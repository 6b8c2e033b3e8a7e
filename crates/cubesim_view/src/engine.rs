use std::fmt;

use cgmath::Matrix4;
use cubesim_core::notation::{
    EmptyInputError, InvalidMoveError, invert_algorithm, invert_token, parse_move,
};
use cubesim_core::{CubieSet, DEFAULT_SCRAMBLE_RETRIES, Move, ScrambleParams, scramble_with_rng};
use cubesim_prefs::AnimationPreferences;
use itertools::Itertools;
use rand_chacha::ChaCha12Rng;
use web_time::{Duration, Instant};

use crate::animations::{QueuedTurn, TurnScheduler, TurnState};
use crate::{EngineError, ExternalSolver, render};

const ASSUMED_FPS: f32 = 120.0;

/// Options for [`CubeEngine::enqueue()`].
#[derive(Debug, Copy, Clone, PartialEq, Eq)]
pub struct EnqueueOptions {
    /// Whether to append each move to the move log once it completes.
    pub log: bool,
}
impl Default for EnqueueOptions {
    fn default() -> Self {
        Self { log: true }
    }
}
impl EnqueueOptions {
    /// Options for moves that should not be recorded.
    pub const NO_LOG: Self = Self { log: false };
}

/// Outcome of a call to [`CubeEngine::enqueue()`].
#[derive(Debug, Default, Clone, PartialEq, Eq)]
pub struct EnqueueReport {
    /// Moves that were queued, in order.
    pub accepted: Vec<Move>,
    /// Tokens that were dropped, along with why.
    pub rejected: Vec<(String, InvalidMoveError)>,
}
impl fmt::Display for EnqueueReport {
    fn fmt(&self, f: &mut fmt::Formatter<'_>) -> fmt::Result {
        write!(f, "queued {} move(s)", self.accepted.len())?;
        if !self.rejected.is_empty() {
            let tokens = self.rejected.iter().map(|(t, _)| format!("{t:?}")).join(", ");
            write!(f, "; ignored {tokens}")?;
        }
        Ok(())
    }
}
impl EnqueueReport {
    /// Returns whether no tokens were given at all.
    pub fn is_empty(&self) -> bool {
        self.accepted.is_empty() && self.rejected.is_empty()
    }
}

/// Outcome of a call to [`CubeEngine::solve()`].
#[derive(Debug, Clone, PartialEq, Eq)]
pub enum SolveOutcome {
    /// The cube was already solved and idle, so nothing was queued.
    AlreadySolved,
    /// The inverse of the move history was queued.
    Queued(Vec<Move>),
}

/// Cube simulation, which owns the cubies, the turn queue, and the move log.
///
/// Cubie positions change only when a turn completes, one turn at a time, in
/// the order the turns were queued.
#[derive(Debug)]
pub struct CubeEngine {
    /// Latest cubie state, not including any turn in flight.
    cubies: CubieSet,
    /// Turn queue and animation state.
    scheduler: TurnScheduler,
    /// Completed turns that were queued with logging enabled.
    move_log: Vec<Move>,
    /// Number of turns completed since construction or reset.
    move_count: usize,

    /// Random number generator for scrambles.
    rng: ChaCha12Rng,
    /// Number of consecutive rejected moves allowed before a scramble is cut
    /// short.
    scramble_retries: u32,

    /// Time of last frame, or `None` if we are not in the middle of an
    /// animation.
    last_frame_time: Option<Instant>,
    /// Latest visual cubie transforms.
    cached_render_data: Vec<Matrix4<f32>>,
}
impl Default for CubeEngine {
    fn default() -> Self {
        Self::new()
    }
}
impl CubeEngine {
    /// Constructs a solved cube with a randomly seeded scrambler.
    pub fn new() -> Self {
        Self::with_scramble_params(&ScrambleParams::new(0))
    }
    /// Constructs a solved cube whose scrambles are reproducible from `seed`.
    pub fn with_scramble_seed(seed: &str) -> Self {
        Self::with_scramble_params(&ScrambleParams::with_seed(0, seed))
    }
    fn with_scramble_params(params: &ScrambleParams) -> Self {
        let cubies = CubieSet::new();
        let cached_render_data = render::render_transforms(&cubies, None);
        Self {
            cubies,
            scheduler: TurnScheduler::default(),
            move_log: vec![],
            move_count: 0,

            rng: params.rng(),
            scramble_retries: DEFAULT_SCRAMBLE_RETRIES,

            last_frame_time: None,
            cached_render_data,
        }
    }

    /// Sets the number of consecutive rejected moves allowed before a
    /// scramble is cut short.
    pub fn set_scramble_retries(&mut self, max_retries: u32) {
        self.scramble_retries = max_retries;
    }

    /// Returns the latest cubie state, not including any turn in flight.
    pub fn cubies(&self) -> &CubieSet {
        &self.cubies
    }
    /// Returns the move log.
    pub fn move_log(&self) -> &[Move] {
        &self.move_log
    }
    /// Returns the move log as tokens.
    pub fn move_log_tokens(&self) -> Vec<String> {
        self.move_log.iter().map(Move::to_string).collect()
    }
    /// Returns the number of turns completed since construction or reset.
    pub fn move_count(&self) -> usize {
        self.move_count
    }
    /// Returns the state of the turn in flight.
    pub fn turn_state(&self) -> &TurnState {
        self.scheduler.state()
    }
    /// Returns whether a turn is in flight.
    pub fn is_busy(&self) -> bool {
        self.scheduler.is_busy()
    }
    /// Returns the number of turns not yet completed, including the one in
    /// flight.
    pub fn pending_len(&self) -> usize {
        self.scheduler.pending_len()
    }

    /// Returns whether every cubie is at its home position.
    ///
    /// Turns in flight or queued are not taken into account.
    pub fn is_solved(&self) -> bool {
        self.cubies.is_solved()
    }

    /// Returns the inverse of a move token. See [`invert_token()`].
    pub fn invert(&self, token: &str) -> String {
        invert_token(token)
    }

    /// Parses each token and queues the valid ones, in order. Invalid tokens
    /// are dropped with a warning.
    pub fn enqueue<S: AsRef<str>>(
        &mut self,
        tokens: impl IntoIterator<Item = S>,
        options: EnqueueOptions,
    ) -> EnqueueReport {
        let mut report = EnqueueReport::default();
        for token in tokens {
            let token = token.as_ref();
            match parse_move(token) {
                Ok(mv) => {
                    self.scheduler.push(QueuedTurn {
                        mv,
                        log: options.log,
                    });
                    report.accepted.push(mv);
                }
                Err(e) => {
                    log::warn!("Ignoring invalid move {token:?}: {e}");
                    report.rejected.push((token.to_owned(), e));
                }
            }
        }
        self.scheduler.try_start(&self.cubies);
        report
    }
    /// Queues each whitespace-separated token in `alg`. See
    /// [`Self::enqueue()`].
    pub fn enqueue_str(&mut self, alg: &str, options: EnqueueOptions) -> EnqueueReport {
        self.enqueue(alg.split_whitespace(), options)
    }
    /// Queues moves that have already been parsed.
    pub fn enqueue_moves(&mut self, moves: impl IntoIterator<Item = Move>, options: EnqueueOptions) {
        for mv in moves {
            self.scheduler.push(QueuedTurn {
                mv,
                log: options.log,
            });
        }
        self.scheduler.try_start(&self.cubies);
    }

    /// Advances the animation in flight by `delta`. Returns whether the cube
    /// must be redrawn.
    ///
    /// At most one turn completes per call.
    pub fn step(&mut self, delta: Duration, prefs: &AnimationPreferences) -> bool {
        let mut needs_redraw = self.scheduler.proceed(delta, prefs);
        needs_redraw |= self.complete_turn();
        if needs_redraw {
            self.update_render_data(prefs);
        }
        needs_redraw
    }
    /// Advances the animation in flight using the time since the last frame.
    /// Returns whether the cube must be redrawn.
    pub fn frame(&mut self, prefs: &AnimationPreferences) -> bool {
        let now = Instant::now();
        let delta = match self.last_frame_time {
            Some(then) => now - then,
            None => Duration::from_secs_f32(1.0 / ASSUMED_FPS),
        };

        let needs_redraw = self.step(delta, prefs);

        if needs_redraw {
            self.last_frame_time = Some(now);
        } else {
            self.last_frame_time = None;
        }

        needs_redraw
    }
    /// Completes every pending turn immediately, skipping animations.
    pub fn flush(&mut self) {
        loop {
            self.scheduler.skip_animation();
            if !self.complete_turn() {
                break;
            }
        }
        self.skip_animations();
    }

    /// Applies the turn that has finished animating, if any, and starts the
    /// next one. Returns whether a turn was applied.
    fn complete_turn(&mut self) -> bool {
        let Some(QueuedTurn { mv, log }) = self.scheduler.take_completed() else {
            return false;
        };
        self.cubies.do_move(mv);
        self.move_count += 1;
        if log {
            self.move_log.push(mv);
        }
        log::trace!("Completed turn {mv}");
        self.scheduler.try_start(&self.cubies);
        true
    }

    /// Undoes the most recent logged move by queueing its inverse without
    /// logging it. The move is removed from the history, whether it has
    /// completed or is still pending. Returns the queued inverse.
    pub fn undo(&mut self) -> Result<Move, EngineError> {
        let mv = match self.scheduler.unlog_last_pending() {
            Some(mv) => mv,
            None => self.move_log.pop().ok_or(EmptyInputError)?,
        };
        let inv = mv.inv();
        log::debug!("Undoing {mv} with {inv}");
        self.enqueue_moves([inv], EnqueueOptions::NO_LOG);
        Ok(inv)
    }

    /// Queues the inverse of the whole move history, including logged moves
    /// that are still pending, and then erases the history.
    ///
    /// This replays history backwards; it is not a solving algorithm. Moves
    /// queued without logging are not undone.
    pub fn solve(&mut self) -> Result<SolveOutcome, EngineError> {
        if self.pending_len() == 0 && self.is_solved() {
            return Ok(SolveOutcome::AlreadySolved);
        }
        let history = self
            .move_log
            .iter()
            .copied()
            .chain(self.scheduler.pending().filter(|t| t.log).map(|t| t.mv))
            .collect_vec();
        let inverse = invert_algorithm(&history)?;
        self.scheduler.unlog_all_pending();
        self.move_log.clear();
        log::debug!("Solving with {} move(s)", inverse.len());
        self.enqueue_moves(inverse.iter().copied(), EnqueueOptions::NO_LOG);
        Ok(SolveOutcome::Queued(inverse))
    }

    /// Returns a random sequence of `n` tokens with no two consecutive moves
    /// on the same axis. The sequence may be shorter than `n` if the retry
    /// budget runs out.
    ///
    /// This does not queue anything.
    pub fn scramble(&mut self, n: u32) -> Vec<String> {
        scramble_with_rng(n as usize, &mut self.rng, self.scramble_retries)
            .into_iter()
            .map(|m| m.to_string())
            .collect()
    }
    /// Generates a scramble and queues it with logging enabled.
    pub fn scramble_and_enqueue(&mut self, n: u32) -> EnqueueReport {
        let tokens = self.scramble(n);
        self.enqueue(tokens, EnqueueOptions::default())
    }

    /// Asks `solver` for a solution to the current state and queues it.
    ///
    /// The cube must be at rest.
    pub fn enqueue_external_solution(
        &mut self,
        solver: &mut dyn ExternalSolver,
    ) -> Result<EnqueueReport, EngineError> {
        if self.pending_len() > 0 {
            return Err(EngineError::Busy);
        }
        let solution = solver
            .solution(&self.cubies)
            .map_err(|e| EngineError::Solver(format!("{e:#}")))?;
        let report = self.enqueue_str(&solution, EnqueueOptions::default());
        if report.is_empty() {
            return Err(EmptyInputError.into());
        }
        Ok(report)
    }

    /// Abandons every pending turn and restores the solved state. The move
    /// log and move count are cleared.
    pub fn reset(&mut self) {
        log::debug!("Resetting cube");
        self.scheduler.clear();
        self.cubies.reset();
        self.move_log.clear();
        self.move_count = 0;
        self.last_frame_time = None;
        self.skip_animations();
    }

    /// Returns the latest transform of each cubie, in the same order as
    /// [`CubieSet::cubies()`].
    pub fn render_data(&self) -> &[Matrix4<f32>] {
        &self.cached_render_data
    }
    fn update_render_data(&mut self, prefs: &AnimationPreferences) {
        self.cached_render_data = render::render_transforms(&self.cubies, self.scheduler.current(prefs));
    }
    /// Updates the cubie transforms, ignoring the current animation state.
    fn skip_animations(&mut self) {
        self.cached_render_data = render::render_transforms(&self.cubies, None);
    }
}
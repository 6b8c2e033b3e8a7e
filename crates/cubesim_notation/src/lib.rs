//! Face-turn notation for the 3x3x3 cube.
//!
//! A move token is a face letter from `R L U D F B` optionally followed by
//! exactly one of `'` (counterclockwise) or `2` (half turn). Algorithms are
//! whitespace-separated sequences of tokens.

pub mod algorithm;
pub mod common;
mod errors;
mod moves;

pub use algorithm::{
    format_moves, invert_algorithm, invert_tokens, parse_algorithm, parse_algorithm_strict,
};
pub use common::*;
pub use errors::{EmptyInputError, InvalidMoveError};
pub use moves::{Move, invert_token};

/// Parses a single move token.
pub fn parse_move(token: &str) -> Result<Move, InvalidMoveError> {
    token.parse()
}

•••

* [WORK ITEM]: Where the listing above reaches the line that contains "let inv = mv.inv();", start retyping, and finish with the line that contains "let tokens = self.scramble(n);"; reproduce those lines exactly and no others.

* [ANSWER BOX]:
        let inv = mv.inv();
        log::debug!("Undoing {mv} with {inv}");
        self.enqueue_moves([inv], EnqueueOptions::NO_LOG);
        Ok(inv)
    }

    /// Queues the inverse of the whole move history, including logged moves
    /// that are still pending, and then erases the history.
    ///
    /// This replays history backwards; it is not a solving algorithm. Moves
    /// queued without logging are not undone.
    pub fn solve(&mut self) -> Result<SolveOutcome, EngineError> {
        if self.pending_len() == 0 && self.is_solved() {
            return Ok(SolveOutcome::AlreadySolved);
        }
        let history = self
            .move_log
            .iter()
            .copied()
            .chain(self.scheduler.pending().filter(|t| t.log).map(|t| t.mv))
            .collect_vec();
        let inverse = invert_algorithm(&history)?;
        self.scheduler.unlog_all_pending();
        self.move_log.clear();
        log::debug!("Solving with {} move(s)", inverse.len());
        self.enqueue_moves(inverse.iter().copied(), EnqueueOptions::NO_LOG);
        Ok(SolveOutcome::Queued(inverse))
    }

    /// Returns a random sequence of `n` tokens with no two consecutive moves
    /// on the same axis. The sequence may be shorter than `n` if the retry
    /// budget runs out.
    ///
    /// This does not queue anything.
    pub fn scramble(&mut self, n: u32) -> Vec<String> {
        scramble_with_rng(n as usize, &mut self.rng, self.scramble_retries)
            .into_iter()
            .map(|m| m.to_string())
            .collect()
    }
    /// Generates a scramble and queues it with logging enabled.
    pub fn scramble_and_enqueue(&mut self, n: u32) -> EnqueueReport {
        let tokens = self.scramble(n);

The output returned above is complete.